# [Work task]
Where a line in the material below has the string "only", please report it.

# [The data]
#![forbid(unsafe_code)]

//! Query transmission and reply accumulation.

use std::sync::Arc;
use std::sync::atomic::{AtomicBool, Ordering};
use std::thread;
use std::time::Duration;

use super::{QueryConfig, QueryError, QuerySequence};
use crate::channel::{InputChannel, OutputChannel};

/// Bytes accumulated from the input channel during one exchange.
#[derive(Debug, Clone, Default, PartialEq, Eq)]
pub struct RawReply {
    bytes: Vec<u8>,
    terminated: bool,
}

impl RawReply {
    /// Reply bytes in arrival order.
    #[must_use]
    pub fn as_bytes(&self) -> &[u8] {
        &self.bytes
    }

    /// Take the bytes.
    #[must_use]
    pub fn into_bytes(self) -> Vec<u8> {
        self.bytes
    }

    /// Whether nothing arrived.
    #[must_use]
    pub fn is_empty(&self) -> bool {
        self.bytes.is_empty()
    }

    /// Number of bytes received.
    #[must_use]
    pub fn len(&self) -> usize {
        self.bytes.len()
    }

    /// Whether the last byte read was the query's terminator.
    #[must_use]
    pub fn is_terminated(&self) -> bool {
        self.terminated
    }
}

/// Writes a query and polls for the reply.
///
/// The loop runs until one of:
/// - the terminator byte has been read,
/// - `max_reply_len` bytes have been read,
/// - `timeout_cycles` probes have come back empty.
///
/// Reading a byte never consumes polling budget; only empty probes do, and
/// each one sleeps `poll_interval`. The reader never judges the reply's
/// content.
#[derive(Debug, Clone)]
pub struct ReplyReader {
    timeout_cycles: u32,
    poll_interval: Duration,
    flush_output: bool,
    discard_stale_input: bool,
    max_reply_len: usize,
    cancel: Option<Arc<AtomicBool>>,
}

impl ReplyReader {
    /// A reader with explicit budget and polling settings.
    ///
    /// `timeout_cycles` of zero is raised to one.
    #[must_use]
    pub fn new(timeout_cycles: u32, poll_interval: Duration, flush_output: bool) -> Self {
        Self::from_config(
            &QueryConfig::new()
                .with_timeout_cycles(timeout_cycles)
                .with_poll_interval(poll_interval)
                .with_flush_output(flush_output),
        )
    }

    /// A reader using the transport settings of `config`.
    #[must_use]
    pub fn from_config(config: &QueryConfig) -> Self {
        Self {
            timeout_cycles: config.timeout_cycles.max(1),
            poll_interval: config.poll_interval,
            flush_output: config.flush_output,
            discard_stale_input: config.discard_stale_input,
            max_reply_len: config.max_reply_len.max(1),
            cancel: None,
        }
    }

    /// Abort the exchange with [`QueryError::Cancelled`] once `flag` is set.
    ///
    /// The flag is checked once per polling iteration.
    #[must_use]
    pub fn with_cancel_flag(mut self, flag: Arc<AtomicBool>) -> Self {
        self.cancel = Some(flag);
        self
    }

    fn is_cancelled(&self) -> bool {
        self.cancel
            .as_ref()
            .is_some_and(|flag| flag.load(Ordering::Relaxed))
    }

    /// Write `query` to `output` and collect the reply from `input`.
    ///
    /// Returns whatever arrived, possibly nothing. Fails only on channel
    /// errors or cancellation.
    pub fn read_reply<O, I>(
        &self,
        query: &QuerySequence,
        output: &mut O,
        input: &mut I,
    ) -> Result<RawReply, QueryError>
    where
        O: OutputChannel + ?Sized,
        I: InputChannel + ?Sized,
    {
        if self.flush_output {
            output.flush()?;
        }
        if self.discard_stale_input {
            let dropped = input.discard_available()?;
            if dropped > 0 {
                crate::debug!(dropped, "discarded stale input before query");
            }
        }
        output.write_all(query.as_bytes())?;
        output.flush()?;

        let mut reply = RawReply {
            bytes: Vec::with_capacity(16),
            terminated: false,
        };
        let mut remaining = self.timeout_cycles;
        let mut burst = 0usize;

        while remaining > 0 {
            if self.is_cancelled() {
                crate::debug!(received = reply.len(), "query cancelled");
                return Err(QueryError::Cancelled);
            }

            if !input.has_data_available()? {
                if burst > 0 {
                    crate::trace!(bytes = burst, "reply burst received");
                    burst = 0;
                }
                if !self.poll_interval.is_zero() {
                    thread::sleep(self.poll_interval);
                }
                remaining -= 1;
                continue;
            }

            let byte = input.read_one()?;
            reply.bytes.push(byte);
            burst += 1;

            if byte == query.terminator() {
                reply.terminated = true;
                break;
            }
            if reply.bytes.len() >= self.max_reply_len {
                crate::debug!(len = reply.len(), "reply byte budget exhausted");
                break;
            }
        }

        if burst > 0 {
            crate::trace!(bytes = burst, "reply burst received");
        }
        crate::trace!(
            len = reply.len(),
            terminated = reply.terminated,
            cycles_left = remaining,
            "reply read finished"
        );
        Ok(reply)
    }
}

#[cfg(test)]
mod tests {
    use std::io;

    use super::*;
    use crate::channel::ScriptedInput;

    fn fast(cycles: u32) -> ReplyReader {
        ReplyReader::new(cycles, Duration::ZERO, true)
    }

    #[test]
    fn never_ready_probes_exactly_budget() {
        let mut out = Vec::new();
        let mut input = ScriptedInput::never_ready();
        let reply = fast(37)
            .read_reply(&QuerySequence::CURSOR_POSITION, &mut out, &mut input)
            .unwrap();
        assert!(reply.is_empty());
        assert!(!reply.is_terminated());
        assert_eq!(input.probes(), 37);
        assert_eq!(input.reads(), 0);
        assert_eq!(out, b"\x1b[6n");
    }

    #[test]
    fn full_reply_stops_at_terminator() {
        let mut out = Vec::new();
        let mut input = ScriptedInput::with_reply(b"\x1b[3;4R");
        let reply = fast(4)
            .read_reply(&QuerySequence::CURSOR_POSITION, &mut out, &mut input)
            .unwrap();
        assert_eq!(reply.as_bytes(), b"\x1b[3;4R");
        assert!(reply.is_terminated());
        // One probe per byte and no empty probe at all.
        assert_eq!(input.probes(), 6);
        assert_eq!(input.reads(), 6);
    }

    #[test]
    fn bytes_do_not_consume_budget() {
        // A budget of 3 survives one gap before the reply and one in the middle.
        let mut out = Vec::new();
        let mut input = ScriptedInput::never_ready()
            .gap(1)
            .bytes(b"\x1b[1")
            .gap(1)
            .bytes(b";1R");
        let reply = fast(3)
            .read_reply(&QuerySequence::CURSOR_POSITION, &mut out, &mut input)
            .unwrap();
        assert_eq!(reply.as_bytes(), b"\x1b[1;1R");
        assert!(reply.is_terminated());
    }

    #[test]
    fn budget_exhausted_mid_reply_returns_partial() {
        let mut out = Vec::new();
        let mut input = ScriptedInput::with_reply(b"\x1b[1").gap(5).bytes(b";1R");
        let reply = fast(3)
            .read_reply(&QuerySequence::CURSOR_POSITION, &mut out, &mut input)
            .unwrap();
        assert_eq!(reply.as_bytes(), b"\x1b[1");
        assert!(!reply.is_terminated());
        assert_eq!(input.probes(), 3 + 3);
    }

    #[test]
    fn trailing_input_left_unread() {
        let mut out = Vec::new();
        let mut input = ScriptedInput::with_reply(b"\x1b[1;1Rabc");
        fast(4)
            .read_reply(&QuerySequence::CURSOR_POSITION, &mut out, &mut input)
            .unwrap();
        assert_eq!(input.remaining(), 3);
    }

    #[test]
    fn byte_budget_caps_reply() {
        let mut out = Vec::new();
        let noise = vec![b'1'; 300];
        let mut input = ScriptedInput::with_reply(&noise);
        let reply = fast(4)
            .read_reply(&QuerySequence::CURSOR_POSITION, &mut out, &mut input)
            .unwrap();
        assert_eq!(reply.len(), 256);
        assert!(!reply.is_terminated());
    }

    #[test]
    fn custom_byte_budget() {
        let mut out = Vec::new();
        let mut input = ScriptedInput::with_reply(b"\x1b[12;34R");
        let config = QueryConfig::new()
            .with_poll_interval(Duration::ZERO)
            .with_max_reply_len(4);
        let reply = ReplyReader::from_config(&config)
            .read_reply(&QuerySequence::CURSOR_POSITION, &mut out, &mut input)
            .unwrap();
        assert_eq!(reply.as_bytes(), b"\x1b[12");
    }

    #[test]
    fn zero_budget_is_raised_to_one() {
        let mut out = Vec::new();
        let mut input = ScriptedInput::never_ready();
        fast(0)
            .read_reply(&QuerySequence::CURSOR_POSITION, &mut out, &mut input)
            .unwrap();
        assert_eq!(input.probes(), 1);
    }

    #[test]
    fn discard_stale_input_before_query() {
        let mut out = Vec::new();
        let mut input = ScriptedInput::with_reply(b"junk")
            .gap(1)
            .bytes(b"\x1b[2;2R");
        let config = QueryConfig::new()
            .with_poll_interval(Duration::ZERO)
            .with_discard_stale_input(true);
        let reply = ReplyReader::from_config(&config)
            .read_reply(&QuerySequence::CURSOR_POSITION, &mut out, &mut input)
            .unwrap();
        assert_eq!(reply.as_bytes(), b"\x1b[2;2R");
    }

    #[test]
    fn stale_input_kept_by_default() {
        let mut out = Vec::new();
        let mut input = ScriptedInput::with_reply(b"junk")
            .gap(1)
            .bytes(b"\x1b[2;2R");
        let reply = fast(8)
            .read_reply(&QuerySequence::CURSOR_POSITION, &mut out, &mut input)
            .unwrap();
        assert_eq!(reply.as_bytes(), b"junk\x1b[2;2R");
    }

    #[test]
    fn probe_failure_is_channel_error() {
        let mut out = Vec::new();
        let mut input = ScriptedInput::never_ready().fail(io::ErrorKind::BrokenPipe);
        let err = fast(4)
            .read_reply(&QuerySequence::CURSOR_POSITION, &mut out, &mut input)
            .unwrap_err();
        assert!(matches!(err, QueryError::Channel(ref e) if e.kind() == io::ErrorKind::BrokenPipe));
    }

    #[test]
    fn write_failure_is_channel_error() {
        struct Refusing;
        impl io::Write for Refusing {
            fn write(&mut self, _buf: &[u8]) -> io::Result<usize> {
                Err(io::Error::other("refused"))
            }
            fn flush(&mut self) -> io::Result<()> {
                Ok(())
            }
        }
        let mut input = ScriptedInput::with_reply(b"\x1b[1;1R");
        let err = fast(4)
            .read_reply(&QuerySequence::CURSOR_POSITION, &mut Refusing, &mut input)
            .unwrap_err();
        assert!(matches!(err, QueryError::Channel(_)));
        assert_eq!(input.probes(), 0);
    }

    #[test]
    fn raised_cancel_flag_stops_before_probing() {
        let flag = Arc::new(AtomicBool::new(true));
        let mut out = Vec::new();
        let mut input = ScriptedInput::with_reply(b"\x1b[1;1R");
        let err = fast(4)
            .with_cancel_flag(flag)
            .read_reply(&QuerySequence::CURSOR_POSITION, &mut out, &mut input)
            .unwrap_err();
        assert!(matches!(err, QueryError::Cancelled));
        assert_eq!(input.probes(), 0);
    }

    #[test]
    fn lowered_cancel_flag_is_ignored() {
        let flag = Arc::new(AtomicBool::new(false));
        let mut out = Vec::new();
        let mut input = ScriptedInput::with_reply(b"\x1b[1;1R");
        let reply = fast(4)
            .with_cancel_flag(flag)
            .read_reply(&QuerySequence::CURSOR_POSITION, &mut out, &mut input)
            .unwrap();
        assert!(reply.is_terminated());
    }
}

# [Answer section]
/// Reading a byte never consumes polling budget; only empty probes do, and
    /// Returns whatever arrived, possibly nothing. Fails only on channel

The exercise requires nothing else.